- Occupation: Author

= Portia Dery =

Ghanaian writer

Portia Dery is a writer from Ghana who is best known for her children's stories but she also writes short stories and poetry. Her works have been published in various magazines, anthologies and platforms, including the UK poetry library, Arts Beat, Africa's first anthology, and the Ayiba magazine.

In 2016, Portia Dery received a fellowship from the Mandela Washington Fellowship for Young African Leaders Initiative and, among other things, developed The Funky Read Write Clinic , a programme for promoting children's reading and writing skills. Since 2013, she has been active in the field of children's literacy, founding the African Youth Writers Organization (AYWO) initiative. At that time, she worked in a rural area of Ghana for the Department of Community Development and Social Welfare covering gender equality, economic fundamentals, literacy and health. Dery was among the runners for the 2016 Queen's Young Leaders Award.

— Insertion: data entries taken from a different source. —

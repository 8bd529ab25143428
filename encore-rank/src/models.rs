//! Response payloads handed to the dashboard and leaderboard views

use chrono::{DateTime, Utc};
use encore_common::db::{Song, SongId, UserId};
use encore_common::human_time::format_play_time;
use encore_common::score::display_average;
use encore_common::time::WeekWindow;
use serde::Serialize;

/// A user's own totals and where they place on each metric
#[derive(Debug, Clone, PartialEq, Serialize)]
pub struct RankingInfo {
    pub user_id: UserId,
    /// Seconds
    pub play_time: i64,
    pub play_time_display: String,
    pub total_try: i64,
    pub average_score: f64,
    pub play_time_rank: i64,
    pub total_try_rank: i64,
    pub score_rank: i64,
}

impl RankingInfo {
    pub(crate) fn new(
        user_id: UserId,
        play_time: i64,
        total_try: i64,
        average_score: f64,
        ranks: (i64, i64, i64),
    ) -> Self {
        Self {
            user_id,
            play_time,
            play_time_display: format_play_time(play_time),
            total_try,
            average_score: display_average(average_score),
            play_time_rank: ranks.0,
            total_try_rank: ranks.1,
            score_rank: ranks.2,
        }
    }
}

/// One row of a global top-N list
#[derive(Debug, Clone, PartialEq, Serialize)]
pub struct TopRankingEntry {
    pub rank: i64,
    pub user_id: UserId,
    pub username: String,
    pub avatar_url: Option<String>,
    pub play_time: i64,
    pub play_time_display: String,
    pub total_try: i64,
    pub average_score: f64,
}

/// The three global top-N lists
#[derive(Debug, Clone, PartialEq, Serialize)]
pub struct TopRankingResponse {
    pub play_time_top: Vec<TopRankingEntry>,
    pub total_try_top: Vec<TopRankingEntry>,
    pub score_top: Vec<TopRankingEntry>,
}

#[derive(Debug, Clone, PartialEq, Serialize)]
pub struct WeekSongInfo {
    pub song_id: SongId,
    pub title: String,
    pub image_url: Option<String>,
    pub writer: Option<String>,
    pub window_start: DateTime<Utc>,
    pub window_end: DateTime<Utc>,
}

impl WeekSongInfo {
    pub fn new(song: Song, window: WeekWindow) -> Self {
        Self {
            song_id: song.song_id,
            title: song.title,
            image_url: song.image_url,
            writer: song.writer,
            window_start: window.start,
            window_end: window.end,
        }
    }
}

#[derive(Debug, Clone, PartialEq, Serialize)]
pub struct WeeklyLeaderboardEntry {
    pub rank: i64,
    pub username: String,
    pub score: i64,
}

#[derive(Debug, Clone, PartialEq, Default, Serialize)]
pub struct WeeklyLeaderboardResponse {
    pub song: Option<WeekSongInfo>,
    pub entries: Vec<WeeklyLeaderboardEntry>,
}
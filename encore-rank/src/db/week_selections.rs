//! WeekSelectionStore: which song is song of the week for which window

use encore_common::db::{SongId, WeekSelectionRow};
use encore_common::time::WeekWindow;
use encore_common::Result;
use sqlx::{Executor, Sqlite};

/// Exact window match, used by the scheduler's idempotency check
pub async fn find_by_window<'e, E>(executor: E, window: &WeekWindow) -> Result<Option<WeekSelectionRow>>
where
    E: Executor<'e, Database = Sqlite>,
{
    let row = sqlx::query_as::<_, WeekSelectionRow>(
        r#"
        SELECT week_id, song_id, window_start, window_end
        FROM week_selections
        WHERE window_start = ? AND window_end = ?
        "#,
    )
    .bind(window.start_unix())
    .bind(window.end_unix())
    .fetch_optional(executor)
    .await?;
    Ok(row)
}

/// Selection whose `[start, end)` contains `instant` (Unix seconds)
pub async fn find_containing<'e, E>(executor: E, instant: i64) -> Result<Option<WeekSelectionRow>>
where
    E: Executor<'e, Database = Sqlite>,
{
    let row = sqlx::query_as::<_, WeekSelectionRow>(
        r#"
        SELECT week_id, song_id, window_start, window_end
        FROM week_selections
        WHERE window_start <= ? AND ? < window_end
        ORDER BY window_start DESC
        LIMIT 1
        "#,
    )
    .bind(instant)
    .bind(instant)
    .fetch_optional(executor)
    .await?;
    Ok(row)
}

/// Most recent selection that started at or before `instant`
pub async fn find_latest_started<'e, E>(executor: E, instant: i64) -> Result<Option<WeekSelectionRow>>
where
    E: Executor<'e, Database = Sqlite>,
{
    let row = sqlx::query_as::<_, WeekSelectionRow>(
        r#"
        SELECT week_id, song_id, window_start, window_end
        FROM week_selections
        WHERE window_start <= ?
        ORDER BY window_start DESC
        LIMIT 1
        "#,
    )
    .bind(instant)
    .fetch_optional(executor)
    .await?;
    Ok(row)
}

/// Insert a selection unless one already exists for the window.
///
/// Returns `true` when this call created the row.
pub async fn insert_if_absent<'e, E>(executor: E, song_id: SongId, window: &WeekWindow) -> Result<bool>
where
    E: Executor<'e, Database = Sqlite>,
{
    let result = sqlx::query(
        r#"
        INSERT INTO week_selections (song_id, window_start, window_end, created_at)
        VALUES (?, ?, ?, CURRENT_TIMESTAMP)
        ON CONFLICT(window_start, window_end) DO NOTHING
        "#,
    )
    .bind(song_id)
    .bind(window.start_unix())
    .bind(window.end_unix())
    .execute(executor)
    .await?;
    Ok(result.rows_affected() == 1)
}

pub async fn count<'e, E>(executor: E) -> Result<i64>
where
    E: Executor<'e, Database = Sqlite>,
{
    let n = sqlx::query_scalar("SELECT COUNT(*) FROM week_selections")
        .fetch_one(executor)
        .await?;
    Ok(n)
}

The author won the Children's Africana Book Award for her book, Grandma's List 2018, which honours five children's and teen books on Africa each year. She shares the award with the book's South African illustrator, Toby Newsome. The book tells the story of an eight-year-old girl, Fatima, who wants to help her grandmother. She receives from the grandmother a list of errands, but on losing the list, she tries to remember what was on it. The resulting story was praised as equally funny as heart-warming. The book was published in 2016 by African Bureau Stories. As early as 2014, the manuscript won the Golden Baobab Prize awarded as Best Picture Book manuscript.

Dery is originally from the Upper West Region of Ghana but now lives in Tamale.